There have been 35 operations performed in the three- month period. The lab has been another busy place, as there have been 346 tests done for out-patients, and 595 tests for in-patients, making a grand total of 941. There have been 195 X-rays made.


Even with all the patient load, there have been only five deaths in the hospital.



 1985, 25 years ago

“The snow is blowing, the wind is blowing, watch those icicles form, I can’t even get out to the barn, how can I keep my water pipes warm?”


Our sincerest apologies to  the lyricist of “I’ve Got My Love to Keep Me Warm,” but for the weekend of Jan. 18, 1985, dismal weather conditions in “Sunny Cal” left much to    be desired. Snow and ice     were followed by dangerously low temperatures for the weekend.


Many back roads had not been cleared for the better part of two weeks. As soon as snow removal crews finished with one area, along came more snow, with below freezing temperatures for most nights.

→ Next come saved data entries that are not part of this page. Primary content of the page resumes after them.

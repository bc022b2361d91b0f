//! Distributed filesystem storage backend speaking the WebHDFS REST API

use std::time::Duration;

use async_trait::async_trait;
use bytes::Bytes;
use log::{debug, info, warn};
use reqwest::{redirect, Client, Method, Response, StatusCode};
use serde::Deserialize;
use uuid::Uuid;

use crate::config::HdfsConfig;
use crate::error::{Error, StorageError};
use crate::storage::{Day, PartitionKey, StorageBackend};

const REQUEST_TIMEOUT: Duration = Duration::from_secs(60);

/// Stores each partition as `<raw_files_dir>/<stream_id>/<YYYYMMDD>` in HDFS
pub struct HdfsStore {
    client: Client,
    /// `http://<host>:<webhdfs_port>/webhdfs/v1`
    endpoint: String,
    /// Absolute HDFS directory, no trailing slash
    root: String,
    /// `hdfs://<host>:<port>/<raw_files_dir>/`
    base_url: String,
    user: Option<String>,
}

#[derive(Deserialize)]
struct FileStatuses {
    #[serde(rename = "FileStatuses")]
    statuses: FileStatusList,
}

#[derive(Deserialize)]
struct FileStatusList {
    #[serde(rename = "FileStatus", default)]
    entries: Vec<FileStatus>,
}

#[derive(Deserialize)]
struct FileStatus {
    #[serde(rename = "pathSuffix")]
    path_suffix: String,
    #[serde(rename = "type")]
    kind: String,
}

#[derive(Deserialize)]
struct BooleanResponse {
    boolean: bool,
}

#[derive(Deserialize)]
struct RemoteExceptionBody {
    #[serde(rename = "RemoteException")]
    exception: RemoteException,
}

#[derive(Deserialize)]
struct RemoteException {
    #[serde(default)]
    exception: String,
    #[serde(default)]
    message: String,
}

impl HdfsStore {
    pub fn new(config: &HdfsConfig) -> Result<Self, Error> {
        if config.host.trim().is_empty() {
            return Err(Error::Configuration("hdfs.host must not be empty".to_string()));
        }
        if config.port == 0 || config.webhdfs_port == 0 {
            return Err(Error::Configuration("hdfs ports must be non-zero".to_string()));
        }
        let dir = config.raw_files_dir.trim().trim_matches('/');
        if dir.is_empty() {
            return Err(Error::Configuration("hdfs.raw_files_dir must not be empty".to_string()));
        }
        if dir.split('/').any(|segment| segment == "..") {
            return Err(Error::Configuration(format!(
                "hdfs.raw_files_dir {} must not contain '..'",
                config.raw_files_dir
            )));
        }

        let client = Client::builder()
            .redirect(redirect::Policy::none())
            .timeout(REQUEST_TIMEOUT)
            .build()
            .map_err(|e| Error::Configuration(format!("cannot build webhdfs client: {}", e)))?;

        let store = Self {
            client,
            endpoint: format!("http://{}:{}/webhdfs/v1", config.host, config.webhdfs_port),
            root: format!("/{}", dir),
            base_url: format!("hdfs://{}:{}/{}/", config.host, config.port, dir),
            user: config.user.clone(),
        };
        info!("Using HDFS storage at {} via {}", store.base_url, store.endpoint);
        Ok(store)
    }

    /// Canonical `hdfs://` URL of the raw files directory
    pub fn base_url(&self) -> &str {
        &self.base_url
    }

    /// Canonical `hdfs://` URL of a partition
    pub fn partition_url(&self, key: &PartitionKey) -> String {
        format!("{}{}", self.base_url, key.relative_path())
    }

    fn stream_path(&self, stream_id: Uuid) -> String {
        format!("{}/{}", self.root, stream_id)
    }

    fn partition_path(&self, key: &PartitionKey) -> String {
        format!("{}/{}", self.root, key.relative_path())
    }

    async fn call(
        &self,
        method: Method,
        path: &str,
        op: &'static str,
        extra: &[(&str, &str)],
    ) -> Result<Response, StorageError> {
        let mut query: Vec<(&str, &str)> = vec![("op", op)];
        if let Some(user) = &self.user {
            query.push(("user.name", user.as_str()));
        }
        query.extend_from_slice(extra);

        let response = self
            .client
            .request(method, format!("{}{}", self.endpoint, path))
            .query(&query)
            .send()
            .await?;
        Ok(response)
    }

    /// Follow the namenode's redirect to the datanode that serves the data
    async fn follow(
        &self,
        response: Response,
        method: Method,
        op: &'static str,
        body: Option<Bytes>,
    ) -> Result<Response, StorageError> {
        if !response.status().is_redirection() {
            return Ok(response);
        }
        let location = response
            .headers()
            .get(reqwest::header::LOCATION)
            .and_then(|value| value.to_str().ok())
            .map(str::to_string)
            .ok_or(StorageError::WebHdfs {
                op,
                status: response.status().as_u16(),
                message: "redirect without Location header".to_string(),
            })?;

        let mut request = self.client.request(method, location);
        if let Some(body) = body {
            request = request
                .header(reqwest::header::CONTENT_TYPE, "application/octet-stream")
                .body(body);
        }
        Ok(request.send().await?)
    }

    /// Upload to `temp`, then move it over `target` with a single RENAME.
    ///
    /// `renameoptions=OVERWRITE` replaces an existing partition in one
    /// namenode operation, so a failure leaves the previous file in place.
    async fn publish(&self, temp: &str, target: &str, payload: Bytes) -> Result<(), StorageError> {
        let response = self
            .call(Method::PUT, temp, "CREATE", &[("overwrite", "true")])
            .await?;
        let response = self.follow(response, Method::PUT, "CREATE", Some(payload)).await?;
        check(response, "CREATE").await?;

        let response = self
            .call(
                Method::PUT,
                temp,
                "RENAME",
                &[("destination", target), ("renameoptions", "OVERWRITE")],
            )
            .await?;
        let body = check(response, "RENAME").await?.text().await?;
        // Empty body on success; some gateways still answer with a boolean.
        if let Ok(BooleanResponse { boolean: false }) = serde_json::from_str::<BooleanResponse>(&body) {
            return Err(StorageError::WebHdfs {
                op: "RENAME",
                status: StatusCode::OK.as_u16(),
                message: format!("rename of {} to {} was refused", temp, target),
            });
        }
        Ok(())
    }

    /// Best-effort removal of an unpublished temp file
    async fn discard(&self, temp: &str) {
        let removed = match self.call(Method::DELETE, temp, "DELETE", &[]).await {
            Ok(response) => check(response, "DELETE").await.map(drop),
            Err(e) => Err(e),
        };
        if let Err(e) = removed {
            warn!("Failed to remove temp file {}: {}", temp, e);
        }
    }

    async fn expect_boolean(&self, response: Response, op: &'static str) -> Result<bool, StorageError> {
        let response = check(response, op).await?;
        Ok(response.json::<BooleanResponse>().await?.boolean)
    }
}

/// Turn a non-success response into a `StorageError::WebHdfs`
async fn check(response: Response, op: &'static str) -> Result<Response, StorageError> {
    let status = response.status();
    if status.is_success() {
        return Ok(response);
    }
    let body = response.text().await.unwrap_or_default();
    Err(StorageError::WebHdfs {
        op,
        status: status.as_u16(),
        message: remote_exception_message(&body),
    })
}

fn remote_exception_message(body: &str) -> String {
    match serde_json::from_str::<RemoteExceptionBody>(body) {
        Ok(RemoteExceptionBody { exception }) => format!("{}: {}", exception.exception, exception.message),
        Err(_) => body.trim().to_string(),
    }
}

fn parse_days(body: &[u8]) -> Result<Vec<Day>, StorageError> {
    let listing: FileStatuses = serde_json::from_slice(body)
        .map_err(|e| StorageError::Corrupt(format!("unreadable LISTSTATUS response: {}", e)))?;

    let mut days: Vec<Day> = listing
        .statuses
        .entries
        .into_iter()
        .filter(|status| status.kind == "FILE" && !status.path_suffix.starts_with('.'))
        .filter_map(|status| match status.path_suffix.parse::<Day>() {
            Ok(day) => Some(day),
            Err(_) => {
                warn!("Ignoring unexpected HDFS file {}", status.path_suffix);
                None
            }
        })
        .collect();
    days.sort();
    Ok(days)
}

#[async_trait]
impl StorageBackend for HdfsStore {
    fn name(&self) -> &'static str {
        "hdfs"
    }

    async fn write_file(&self, key: &PartitionKey, payload: Bytes) -> Result<(), StorageError> {
        let stream_dir = self.stream_path(key.stream_id);
        let target = self.partition_path(key);
        let temp = format!("{}/.{}.tmp-{}", stream_dir, key.day, Uuid::new_v4());
        let len = payload.len();

        let response = self.call(Method::PUT, &stream_dir, "MKDIRS", &[]).await?;
        self.expect_boolean(response, "MKDIRS").await?;

        if let Err(e) = self.publish(&temp, &target, payload).await {
            self.discard(&temp).await;
            return Err(e);
        }

        debug!("Wrote {} bytes to {}", len, self.partition_url(key));
        Ok(())
    }

    async fn read_partition(&self, key: &PartitionKey) -> Result<Option<Bytes>, StorageError> {
        let path = self.partition_path(key);
        let response = self.call(Method::GET, &path, "OPEN", &[]).await?;
        let response = self.follow(response, Method::GET, "OPEN", None).await?;
        if response.status() == StatusCode::NOT_FOUND {
            return Ok(None);
        }
        let data = check(response, "OPEN").await?.bytes().await?;
        debug!("Read {} bytes from {}", data.len(), self.partition_url(key));
        Ok(Some(data))
    }

    async fn list_days(&self, stream_id: Uuid) -> Result<Vec<Day>, StorageError> {
        let response = self
            .call(Method::GET, &self.stream_path(stream_id), "LISTSTATUS", &[])
            .await?;
        if response.status() == StatusCode::NOT_FOUND {
            return Ok(Vec::new());
        }
        let body = check(response, "LISTSTATUS").await?.bytes().await?;
        parse_days(&body)
    }
}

Readings of minus eight to 12 degrees F. were the norm for wee hours of Sunday morning. Vehicles that had been parked the day or night before turned sullen, refusing to start for disgruntled drivers. Brakes froze solid and ice cold engines groaned and whined before giving up the ghost.


Tires became welded to the rock-hard ground. Tire chains refused to behave properly for numb-fingered motorists. Weather forecasters gave little hope for warmth, as pools of mercury refused to start that long journey upward in thin glass columns.